--- MATERIAL TO PROCESS Enclosed Below ---

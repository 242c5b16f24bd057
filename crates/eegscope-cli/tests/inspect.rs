use assert_cmd::cargo::cargo_bin_cmd;
use serde::Deserialize;
use serde_json::Value;
use std::{error::Error, path::PathBuf};

#[derive(Deserialize)]
struct Window {
    start: f64,
    end: f64,
}

#[derive(Deserialize)]
struct InspectOutput {
    source: String,
    samples: usize,
    available: Vec<String>,
    groups: Vec<Value>,
    window: Window,
}

#[test]
fn inspect_summarizes_csv_upload() -> Result<(), Box<dyn Error>> {
    let mut cmd = cargo_bin_cmd!("eegscope");
    cmd.args(["inspect", "--input", &sample_path("test_data/recording.csv")]);
    let out = cmd.assert().success().get_output().stdout.clone();
    let summary: InspectOutput = serde_json::from_slice(&out)?;
    assert_eq!(summary.source, "recording.csv");
    assert_eq!(summary.samples, 5);
    assert_eq!(summary.available, vec!["FP1", "FP2", "C3", "CZ", "O1", "EKG"]);
    let names: Vec<&str> = summary
        .groups
        .iter()
        .map(|g| g["name"].as_str().unwrap_or_default())
        .collect();
    assert_eq!(names, vec!["Frontal", "Central", "Occipital", "Other"]);
    assert_eq!(summary.window.start, 0.0);
    assert_eq!(summary.window.end, 16.0);
    Ok(())
}

#[test]
fn inspect_reads_preset_directory() -> Result<(), Box<dyn Error>> {
    let mut cmd = cargo_bin_cmd!("eegscope");
    cmd.args([
        "inspect",
        "--preset",
        "s00",
        "--preset-dir",
        &sample_path("test_data/presets"),
    ]);
    let out = cmd.assert().success().get_output().stdout.clone();
    let summary: InspectOutput = serde_json::from_slice(&out)?;
    assert_eq!(summary.source, "s00.csv");
    assert_eq!(summary.samples, 4);
    assert_eq!(summary.available.len(), 19);
    assert_eq!(summary.window.end, 3.0);
    Ok(())
}

#[test]
fn config_file_switches_to_synthetic_time() -> Result<(), Box<dyn Error>> {
    let mut cmd = cargo_bin_cmd!("eegscope");
    cmd.args([
        "inspect",
        "--input",
        &sample_path("test_data/no_time.csv"),
        "--config",
        &sample_path("test_data/eegscope.toml"),
    ]);
    let out = cmd.assert().success().get_output().stdout.clone();
    let summary: InspectOutput = serde_json::from_slice(&out)?;
    assert_eq!(summary.available, vec!["A", "B"]);
    assert_eq!(summary.window.end, 0.0);
    Ok(())
}

#[test]
fn missing_time_column_fails_with_message() {
    let mut cmd = cargo_bin_cmd!("eegscope");
    cmd.args(["inspect", "--input", &sample_path("test_data/no_time.csv")]);
    let out = cmd.assert().failure().get_output().stderr.clone();
    let stderr = String::from_utf8_lossy(&out);
    assert!(stderr.contains("no timestamp column found"), "{}", stderr);
}

#[test]
fn non_numeric_recording_fails() {
    let mut cmd = cargo_bin_cmd!("eegscope");
    cmd.args(["inspect", "--input", &sample_path("test_data/no_numeric.csv")]);
    let out = cmd.assert().failure().get_output().stderr.clone();
    assert!(String::from_utf8_lossy(&out).contains("no valid data points"));
}

#[test]
fn enforce_flag_rejects_unknown_montage() {
    let mut cmd = cargo_bin_cmd!("eegscope");
    cmd.args([
        "inspect",
        "--input",
        &sample_path("test_data/unknown_montage.csv"),
        "--channel-check",
        "enforce",
    ]);
    let out = cmd.assert().failure().get_output().stderr.clone();
    assert!(String::from_utf8_lossy(&out).contains("no recognized EEG channels"));
}

#[test]
fn enforce_flag_is_ignored_for_synthetic_time() -> Result<(), Box<dyn Error>> {
    let mut cmd = cargo_bin_cmd!("eegscope");
    cmd.args([
        "inspect",
        "--input",
        &sample_path("test_data/no_time.csv"),
        "--time-policy",
        "synthetic",
        "--channel-check",
        "enforce",
    ]);
    let out = cmd.assert().success().get_output().stdout.clone();
    let summary: InspectOutput = serde_json::from_slice(&out)?;
    assert_eq!(summary.available, vec!["A", "B"]);
    Ok(())
}

#[test]
fn samples_prints_one_json_object_per_line() -> Result<(), Box<dyn Error>> {
    let mut cmd = cargo_bin_cmd!("eegscope");
    cmd.args(["samples", "--input", &sample_path("test_data/recording.csv")]);
    let out = cmd.assert().success().get_output().stdout.clone();
    let text = String::from_utf8(out)?;
    let lines: Vec<Value> = text
        .lines()
        .map(serde_json::from_str)
        .collect::<Result<_, _>>()?;
    assert_eq!(lines.len(), 5);
    assert_eq!(lines[2]["timestamp"], 8.0);
    assert_eq!(lines[2]["FP1"], 13.1);
    assert!(lines[2].get("C3").is_none());
    Ok(())
}

fn sample_path(relative: &str) -> String {
    PathBuf::from(env!("CARGO_MANIFEST_DIR"))
        .parent()
        .and_then(|p| p.parent())
        .expect("workspace root")
        .join(relative)
        .to_string_lossy()
        .to_string()
}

--- End of Enclosed MATERIAL TO PROCESS ---

(INSTRUCTIONS FOR THE TASK) For each line of the data that includes the word "start", return a copy of it.

(ANSWER BOX)
    start: f64,
    assert_eq!(summary.window.start, 0.0);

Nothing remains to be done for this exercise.